◆ **Records drawn from a dataset**:
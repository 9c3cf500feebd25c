// src/routes.rs

use axum::{
    Router,
    http::Method,
    middleware,
    routing::{get, post},
};
use tower_http::{cors::CorsLayer, trace::TraceLayer};

use crate::{
    handlers::{auth, pages, profile, texts, typing},
    state::AppState,
    utils::session::{require_admin, require_session},
};

/// Assembles the main application router.
///
/// * Public routes: landing page, registration, login.
/// * Session routes: texts, typing test, results, profile, export, logout.
/// * Admin routes: text creation and upload.
pub fn create_router(state: AppState) -> Router {
    let cors = CorsLayer::new()
        .allow_methods([Method::GET, Method::POST])
        .allow_headers([axum::http::header::CONTENT_TYPE]);

    let public_routes = Router::new()
        .route("/", get(pages::index))
        .route("/home", get(pages::index))
        .route("/register", get(auth::register_form).post(auth::register))
        .route("/login", get(auth::login_form).post(auth::login));

    let session_routes = Router::new()
        .route("/logout", get(auth::logout))
        .route("/texts", get(texts::list_texts))
        .route("/test/{text_id}", get(typing::typing_test))
        .route("/save_result", post(typing::save_result))
        .route("/profile", get(profile::profile))
        .route("/export_results", get(profile::export_results))
        .layer(middleware::from_fn_with_state(state.clone(), require_session));

    let admin_routes = Router::new()
        .route("/text/new", get(texts::new_text_form).post(texts::create_text))
        .route("/text/upload", get(texts::upload_form).post(texts::upload_text))
        // Auth first, then Admin check
        .layer(middleware::from_fn(require_admin))
        .layer(middleware::from_fn_with_state(state.clone(), require_session));

    Router::new()
        .merge(public_routes)
        .merge(session_routes)
        .merge(admin_routes)
        // Global Middleware (applied from outside in)
        .layer(TraceLayer::new_for_http())
        .layer(cors)
        .with_state(state)
}
// src/models/attempt.rs

use chrono::NaiveDateTime;
use serde::{Deserialize, Serialize};
use sqlx::FromRow;
use validator::Validate;

/// Represents the 'test_session' table: one user attempting one text.
#[derive(Debug, Clone, FromRow, Serialize, Deserialize)]
pub struct TestSession {
    pub id: i64,
    pub user_id: i64,
    pub text_id: i64,
    pub started_at: NaiveDateTime,
}

/// Represents the 'result' table: the scored outcome of a session.
#[derive(Debug, Clone, FromRow, Serialize, Deserialize)]
pub struct TestResult {
    pub id: i64,
    pub session_id: i64,
    pub wpm: i64,
    pub accuracy: f64,
    pub errors_count: i64,
    pub created_at: NaiveDateTime,
}

/// Values for recording a finished attempt.
#[derive(Debug, Clone, Copy)]
pub struct NewAttempt {
    pub user_id: i64,
    pub text_id: i64,
    pub wpm: i64,
    pub accuracy: f64,
    pub errors: i64,
}

/// A result joined with its session, as listed on the profile page.
#[derive(Debug, Clone, FromRow, Serialize)]
pub struct ResultRow {
    pub id: i64,
    pub text_id: i64,
    pub text_title: String,
    pub wpm: i64,
    pub accuracy: f64,
    pub errors_count: i64,
    pub created_at: NaiveDateTime,
}

/// Aggregated statistics over all results of one user.
/// `avg_wpm` and `best_wpm` are `None` when the user has no results.
#[derive(Debug, Clone, PartialEq, FromRow, Serialize)]
pub struct UserStats {
    pub avg_wpm: Option<f64>,
    pub best_wpm: Option<i64>,
    pub total_tests: i64,
}

/// Body of `POST /save_result`.
/// Accuracy is only checked for non-negativity.
#[derive(Debug, Deserialize, Validate)]
pub struct SaveResultRequest {
    pub text_id: i64,
    #[validate(range(min = 0, message = "wpm must not be negative"))]
    pub wpm: i64,
    #[validate(range(min = 0.0, message = "accuracy must not be negative"))]
    pub accuracy: f64,
    #[validate(range(min = 0, message = "errors must not be negative"))]
    pub errors: i64,
}

impl SaveResultRequest {
    pub fn into_attempt(self, user_id: i64) -> NewAttempt {
        NewAttempt {
            user_id,
            text_id: self.text_id,
            wpm: self.wpm,
            accuracy: self.accuracy,
            errors: self.errors,
        }
    }
}
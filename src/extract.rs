// src/extract.rs

//! Wrappers around axum's extractors whose rejections become `AppError`,
//! so malformed bodies get the same JSON error shape as everything else.

use axum::extract::{FromRequest, FromRequestParts};

use crate::error::AppError;

/// `Json` body; a missing or mistyped field is a `Validation` error (400).
#[derive(FromRequest)]
#[from_request(via(axum::Json), rejection(AppError))]
pub struct AppJson<T>(pub T);

/// Url-encoded form body; a missing field is a `Validation` error (400).
#[derive(FromRequest)]
#[from_request(via(axum::Form), rejection(AppError))]
pub struct AppForm<T>(pub T);

/// Path parameters; a segment that does not parse names nothing, so it is `NotFound` (404).
#[derive(FromRequestParts)]
#[from_request(via(axum::extract::Path), rejection(AppError))]
pub struct AppPath<T>(pub T);
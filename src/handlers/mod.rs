// src/handlers/mod.rs

pub mod auth;
pub mod pages;
pub mod profile;
pub mod texts;
pub mod typing;
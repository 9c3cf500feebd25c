// tests/profile_tests.rs

use reqwest::{StatusCode, header, redirect::Policy};
use sqlx::SqlitePool;
use typeforge::{
    config::Config,
    db::{self, SqliteStore, UserRepository},
    routes,
    state::AppState,
};

async fn spawn_app() -> (String, SqlitePool) {
    let pool = db::connect("sqlite::memory:", 1)
        .await
        .expect("Failed to open in-memory database");

    db::migrate(&pool).await.expect("Failed to migrate database");

    let config = Config {
        database_url: "sqlite::memory:".to_string(),
        secret_key: "profile_test_secret".to_string(),
        bind_addr: "127.0.0.1:0".to_string(),
        session_ttl_secs: 600,
        remember_ttl_secs: 3600,
        rust_log: "error".to_string(),
        log_dir: "logs".to_string(),
    };

    let app = routes::create_router(AppState::new(pool.clone(), config));
    let listener = tokio::net::TcpListener::bind("127.0.0.1:0").await.unwrap();
    let port = listener.local_addr().unwrap().port();
    let address = format!("http://127.0.0.1:{}", port);

    tokio::spawn(async move {
        axum::serve(listener, app).await.unwrap();
    });

    (address, pool)
}

/// A logged-in test user.
struct TestUser {
    client: reqwest::Client,
    address: String,
    cookie: String,
}

impl TestUser {
    async fn sign_up(address: &str, username: &str, email: &str) -> Self {
        let client = reqwest::Client::builder()
            .redirect(Policy::none())
            .build()
            .unwrap();

        client
            .post(format!("{}/register", address))
            .form(&[
                ("username", username),
                ("email", email),
                ("password", "pw1"),
                ("confirm_password", "pw1"),
            ])
            .send()
            .await
            .expect("Register failed");

        let login = client
            .post(format!("{}/login", address))
            .form(&[("email", email), ("password", "pw1")])
            .send()
            .await
            .expect("Login failed");
        assert_eq!(login.status(), StatusCode::SEE_OTHER);

        let cookie = login.headers()[header::SET_COOKIE]
            .to_str()
            .unwrap()
            .split(';')
            .next()
            .unwrap()
            .to_string();

        Self {
            client,
            address: address.to_string(),
            cookie,
        }
    }

    async fn get(&self, path: &str) -> reqwest::Response {
        self.client
            .get(format!("{}{}", self.address, path))
            .header(header::COOKIE, &self.cookie)
            .send()
            .await
            .unwrap()
    }

    async fn save_result(&self, body: serde_json::Value) -> reqwest::Response {
        self.client
            .post(format!("{}/save_result", self.address))
            .header(header::COOKIE, &self.cookie)
            .json(&body)
            .send()
            .await
            .unwrap()
    }

    async fn profile(&self) -> serde_json::Value {
        let response = self.get("/profile").await;
        assert_eq!(response.status(), StatusCode::OK);
        response.json().await.unwrap()
    }
}

async fn seed_text(pool: &SqlitePool, title: &str, content: &str) -> i64 {
    sqlx::query_scalar("INSERT INTO text (title, content) VALUES (?, ?) RETURNING id")
        .bind(title)
        .bind(content)
        .fetch_one(pool)
        .await
        .unwrap()
}

async fn count(pool: &SqlitePool, table: &str) -> i64 {
    sqlx::query_scalar(&format!("SELECT COUNT(*) FROM {}", table))
        .fetch_one(pool)
        .await
        .unwrap()
}

#[tokio::test]
async fn end_to_end_profile_flow() {
    let (address, pool) = spawn_app().await;

    // Admin creates the text through the admin route
    let admin = TestUser::sign_up(&address, "adminka", "admin@x.com").await;
    SqliteStore::new(pool.clone())
        .grant_admin("adminka")
        .await
        .unwrap()
        .expect("admin exists");
    let created = admin
        .client
        .post(format!("{}/text/new", address))
        .header(header::COOKIE, &admin.cookie)
        .form(&[("title", "Sample"), ("content", "the quick fox")])
        .send()
        .await
        .unwrap();
    assert_eq!(created.status(), StatusCode::SEE_OTHER);

    let alice = TestUser::sign_up(&address, "alice", "a@x.com").await;

    let test_page: serde_json::Value = alice.get("/test/1").await.json().await.unwrap();
    assert_eq!(test_page["text"]["content"], "the quick fox");

    let response = alice
        .save_result(serde_json::json!({"text_id": 1, "wpm": 55, "accuracy": 97.2, "errors": 3}))
        .await;
    assert_eq!(response.status(), StatusCode::OK);
    let body: serde_json::Value = response.json().await.unwrap();
    assert_eq!(body, serde_json::json!({"status": "success"}));

    let profile = alice.profile().await;
    assert_eq!(profile["stats"]["avg_wpm"], 55.0);
    assert_eq!(profile["stats"]["best_wpm"], 55);
    assert_eq!(profile["stats"]["total_tests"], 1);
    assert_eq!(profile["results"][0]["wpm"], 55);
    assert_eq!(profile["results"][0]["accuracy"], 97.2);
    assert_eq!(profile["results"][0]["errors_count"], 3);
    assert_eq!(profile["results"][0]["text_title"], "Sample");
}

#[tokio::test]
async fn empty_profile_has_no_average() {
    let (address, _pool) = spawn_app().await;
    let alice = TestUser::sign_up(&address, "alice", "a@x.com").await;

    let profile = alice.profile().await;

    assert_eq!(profile["stats"]["total_tests"], 0);
    assert!(profile["stats"]["avg_wpm"].is_null());
    assert!(profile["stats"]["best_wpm"].is_null());
    assert_eq!(profile["results"], serde_json::json!([]));
}

#[tokio::test]
async fn stats_aggregate_only_own_results() {
    let (address, pool) = spawn_app().await;
    let text_id = seed_text(&pool, "Sample", "the quick fox").await;

    let alice = TestUser::sign_up(&address, "alice", "a@x.com").await;
    let bob = TestUser::sign_up(&address, "bob", "b@x.com").await;

    for wpm in [10, 20, 30] {
        alice
            .save_result(serde_json::json!({"text_id": text_id, "wpm": wpm, "accuracy": 90, "errors": 1}))
            .await;
    }
    bob.save_result(serde_json::json!({"text_id": text_id, "wpm": 100, "accuracy": 99.0, "errors": 0}))
        .await;

    let profile = alice.profile().await;
    assert_eq!(profile["stats"]["avg_wpm"], 20.0);
    assert_eq!(profile["stats"]["best_wpm"], 30);
    assert_eq!(profile["stats"]["total_tests"], 3);

    let wpms: Vec<i64> = profile["results"]
        .as_array()
        .unwrap()
        .iter()
        .map(|r| r["wpm"].as_i64().unwrap())
        .collect();
    assert_eq!(wpms, vec![10, 20, 30]);
}

#[tokio::test]
async fn save_result_rejects_negative_values() {
    let (address, pool) = spawn_app().await;
    let text_id = seed_text(&pool, "Sample", "the quick fox").await;
    let alice = TestUser::sign_up(&address, "alice", "a@x.com").await;

    for body in [
        serde_json::json!({"text_id": text_id, "wpm": -1, "accuracy": 90.0, "errors": 0}),
        serde_json::json!({"text_id": text_id, "wpm": 10, "accuracy": 90.0, "errors": -2}),
        serde_json::json!({"text_id": text_id, "wpm": 10, "accuracy": -0.5, "errors": 0}),
    ] {
        let response = alice.save_result(body).await;
        assert_eq!(response.status(), StatusCode::BAD_REQUEST);
    }

    assert_eq!(count(&pool, "test_session").await, 0);
    assert_eq!(count(&pool, "result").await, 0);
}

#[tokio::test]
async fn save_result_accepts_accuracy_above_hundred() {
    let (address, pool) = spawn_app().await;
    let text_id = seed_text(&pool, "Sample", "the quick fox").await;
    let alice = TestUser::sign_up(&address, "alice", "a@x.com").await;

    let response = alice
        .save_result(serde_json::json!({"text_id": text_id, "wpm": 10, "accuracy": 120.0, "errors": 0}))
        .await;

    assert_eq!(response.status(), StatusCode::OK);
}

#[tokio::test]
async fn save_result_for_missing_text_writes_nothing() {
    let (address, pool) = spawn_app().await;
    let alice = TestUser::sign_up(&address, "alice", "a@x.com").await;

    let response = alice
        .save_result(serde_json::json!({"text_id": 42, "wpm": 10, "accuracy": 90.0, "errors": 0}))
        .await;

    assert_eq!(response.status(), StatusCode::NOT_FOUND);
    assert_eq!(count(&pool, "test_session").await, 0);
}

#[tokio::test]
async fn save_result_rejects_missing_fields() {
    let (address, pool) = spawn_app().await;
    let text_id = seed_text(&pool, "Sample", "the quick fox").await;
    let alice = TestUser::sign_up(&address, "alice", "a@x.com").await;

    for body in [
        serde_json::json!({"text_id": text_id, "wpm": 10}),
        serde_json::json!({"text_id": text_id, "wpm": "fast", "accuracy": 90.0, "errors": 0}),
    ] {
        let response = alice.save_result(body).await;

        assert_eq!(response.status(), StatusCode::BAD_REQUEST);
        let body: serde_json::Value = response.json().await.unwrap();
        assert!(body["error"].is_string());
    }
    assert_eq!(count(&pool, "test_session").await, 0);
}

#[tokio::test]
async fn export_results_as_csv() {
    let (address, pool) = spawn_app().await;
    let text_id = seed_text(&pool, "Sample", "the quick fox").await;
    let alice = TestUser::sign_up(&address, "alice", "a@x.com").await;

    // Insert with a fixed timestamp to get a predictable row.
    let user_id: i64 = sqlx::query_scalar("SELECT id FROM user WHERE username = 'alice'")
        .fetch_one(&pool)
        .await
        .unwrap();
    let session_id: i64 = sqlx::query_scalar(
        "INSERT INTO test_session (user_id, text_id, started_at) VALUES (?, ?, '2024-01-01 09:59:00') RETURNING id",
    )
    .bind(user_id)
    .bind(text_id)
    .fetch_one(&pool)
    .await
    .unwrap();
    sqlx::query(
        "INSERT INTO result (session_id, wpm, accuracy, errors_count, created_at) VALUES (?, 40, 95.5, 2, '2024-01-01 10:00:00')",
    )
    .bind(session_id)
    .execute(&pool)
    .await
    .unwrap();

    let response = alice.get("/export_results").await;

    assert_eq!(response.status(), StatusCode::OK);
    assert!(
        response.headers()[header::CONTENT_TYPE]
            .to_str()
            .unwrap()
            .starts_with("text/csv")
    );
    assert_eq!(
        response.headers()[header::CONTENT_DISPOSITION],
        "attachment; filename=my_results.csv"
    );

    let body = response.text().await.unwrap();
    let lines: Vec<&str> = body.lines().collect();
    assert_eq!(lines, vec!["Дата,WPM,Точность %,Ошибки", "2024-01-01 10:00,40,95.5,2"]);
}

#[tokio::test]
async fn admin_grant_applies_without_relogin() {
    let (address, pool) = spawn_app().await;
    let alice = TestUser::sign_up(&address, "alice", "a@x.com").await;

    assert_eq!(alice.get("/text/new").await.status(), StatusCode::FORBIDDEN);

    SqliteStore::new(pool.clone())
        .grant_admin("alice")
        .await
        .unwrap()
        .expect("alice exists");

    assert_eq!(alice.get("/text/new").await.status(), StatusCode::OK);
}
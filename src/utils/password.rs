use argon2::{
    Argon2,
    password_hash::{PasswordHash, PasswordHasher, PasswordVerifier, SaltString, rand_core::OsRng},
};

use crate::error::AppError;

/// Hashes a raw password into an Argon2 PHC string with a fresh random salt.
pub fn hash_password(password: &str) -> Result<String, AppError> {
    let salt = SaltString::generate(&mut OsRng);

    Argon2::default()
        .hash_password(password.as_bytes(), &salt)
        .map(|hash| hash.to_string())
        .map_err(|e| AppError::InternalServerError(e.to_string()))
}

/// Checks a raw password against a stored hash.
/// A stored value that is not a valid PHC string never matches.
pub fn verify_password(password: &str, password_hash: &str) -> bool {
    let Ok(parsed_hash) = PasswordHash::new(password_hash) else {
        tracing::warn!("Stored password hash is malformed");
        return false;
    };

    Argon2::default()
        .verify_password(password.as_bytes(), &parsed_hash)
        .is_ok()
}
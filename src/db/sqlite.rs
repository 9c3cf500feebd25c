// src/db/sqlite.rs

use async_trait::async_trait;
use sqlx::SqlitePool;

use super::{AttemptRepository, TextRepository, UserRepository};
use crate::{
    error::AppError,
    models::{
        attempt::{NewAttempt, ResultRow, TestResult, UserStats},
        text::{NewText, Text},
        user::User,
    },
};

/// SQLite implementation of every repository. Cloning shares the pool.
#[derive(Clone)]
pub struct SqliteStore {
    pool: SqlitePool,
}

impl SqliteStore {
    pub fn new(pool: SqlitePool) -> Self {
        Self { pool }
    }

    pub fn pool(&self) -> &SqlitePool {
        &self.pool
    }
}

fn is_unique_violation(err: &sqlx::Error) -> bool {
    err.as_database_error()
        .map(|e| e.is_unique_violation())
        .unwrap_or(false)
}

#[async_trait]
impl UserRepository for SqliteStore {
    async fn create(
        &self,
        username: &str,
        email: &str,
        password_hash: &str,
    ) -> Result<User, AppError> {
        sqlx::query_as::<_, User>(
            r#"
            INSERT INTO user (username, email, password_hash)
            VALUES (?, ?, ?)
            RETURNING id, username, email, password_hash, is_admin
            "#,
        )
        .bind(username)
        .bind(email)
        .bind(password_hash)
        .fetch_one(&self.pool)
        .await
        .map_err(|e| {
            if is_unique_violation(&e) {
                let field = if e.to_string().contains("user.email") {
                    "Email"
                } else {
                    "Username"
                };
                AppError::DuplicateIdentity(format!("{} is already taken", field))
            } else {
                tracing::error!("Failed to create user: {:?}", e);
                AppError::from(e)
            }
        })
    }

    async fn find_by_id(&self, id: i64) -> Result<Option<User>, AppError> {
        let user = sqlx::query_as::<_, User>(
            "SELECT id, username, email, password_hash, is_admin FROM user WHERE id = ?",
        )
        .bind(id)
        .fetch_optional(&self.pool)
        .await?;

        Ok(user)
    }

    async fn find_by_email(&self, email: &str) -> Result<Option<User>, AppError> {
        let user = sqlx::query_as::<_, User>(
            "SELECT id, username, email, password_hash, is_admin FROM user WHERE email = ?",
        )
        .bind(email)
        .fetch_optional(&self.pool)
        .await?;

        Ok(user)
    }

    async fn grant_admin(&self, username: &str) -> Result<Option<User>, AppError> {
        let user = sqlx::query_as::<_, User>(
            r#"
            UPDATE user SET is_admin = TRUE
            WHERE username = ?
            RETURNING id, username, email, password_hash, is_admin
            "#,
        )
        .bind(username)
        .fetch_optional(&self.pool)
        .await?;

        Ok(user)
    }
}

#[async_trait]
impl TextRepository for SqliteStore {
    async fn list(&self) -> Result<Vec<Text>, AppError> {
        let texts = sqlx::query_as::<_, Text>(
            "SELECT id, title, content, language, difficulty FROM text ORDER BY id",
        )
        .fetch_all(&self.pool)
        .await?;

        Ok(texts)
    }

    async fn create(&self, text: NewText) -> Result<Text, AppError> {
        let text = sqlx::query_as::<_, Text>(
            r#"
            INSERT INTO text (title, content, language, difficulty)
            VALUES (?, ?, ?, ?)
            RETURNING id, title, content, language, difficulty
            "#,
        )
        .bind(text.title)
        .bind(text.content)
        .bind(text.language)
        .bind(text.difficulty)
        .fetch_one(&self.pool)
        .await?;

        Ok(text)
    }

    async fn find_by_id(&self, id: i64) -> Result<Option<Text>, AppError> {
        let text = sqlx::query_as::<_, Text>(
            "SELECT id, title, content, language, difficulty FROM text WHERE id = ?",
        )
        .bind(id)
        .fetch_optional(&self.pool)
        .await?;

        Ok(text)
    }
}

#[async_trait]
impl AttemptRepository for SqliteStore {
    async fn record_attempt(&self, attempt: NewAttempt) -> Result<TestResult, AppError> {
        // Dropping `tx` without commit rolls back the session insert.
        let mut tx = self.pool.begin().await?;

        let (session_id,): (i64,) = sqlx::query_as(
            "INSERT INTO test_session (user_id, text_id) VALUES (?, ?) RETURNING id",
        )
        .bind(attempt.user_id)
        .bind(attempt.text_id)
        .fetch_one(&mut *tx)
        .await?;

        let result = sqlx::query_as::<_, TestResult>(
            r#"
            INSERT INTO result (session_id, wpm, accuracy, errors_count)
            VALUES (?, ?, ?, ?)
            RETURNING id, session_id, wpm, accuracy, errors_count, created_at
            "#,
        )
        .bind(session_id)
        .bind(attempt.wpm)
        .bind(attempt.accuracy)
        .bind(attempt.errors)
        .fetch_one(&mut *tx)
        .await?;

        tx.commit().await?;

        Ok(result)
    }

    async fn list_results(&self, user_id: i64) -> Result<Vec<ResultRow>, AppError> {
        let rows = sqlx::query_as::<_, ResultRow>(
            r#"
            SELECT
                r.id, s.text_id, t.title AS text_title,
                r.wpm, r.accuracy, r.errors_count, r.created_at
            FROM result r
            JOIN test_session s ON r.session_id = s.id
            JOIN text t ON s.text_id = t.id
            WHERE s.user_id = ?
            ORDER BY r.id
            "#,
        )
        .bind(user_id)
        .fetch_all(&self.pool)
        .await?;

        Ok(rows)
    }

    async fn compute_stats(&self, user_id: i64) -> Result<UserStats, AppError> {
        // AVG/MAX yield NULL over zero rows, COUNT yields 0.
        let stats = sqlx::query_as::<_, UserStats>(
            r#"
            SELECT
                AVG(r.wpm) AS avg_wpm,
                MAX(r.wpm) AS best_wpm,
                COUNT(r.id) AS total_tests
            FROM result r
            JOIN test_session s ON r.session_id = s.id
            WHERE s.user_id = ?
            "#,
        )
        .bind(user_id)
        .fetch_one(&self.pool)
        .await?;

        Ok(stats)
    }
}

◆ **What needs to be done**: Could you find each line in the entries that contains the string "TraceLayer" and copy it?

◆ **The answer**:
use tower_http::{cors::CorsLayer, trace::TraceLayer};
        .layer(TraceLayer::new_for_http())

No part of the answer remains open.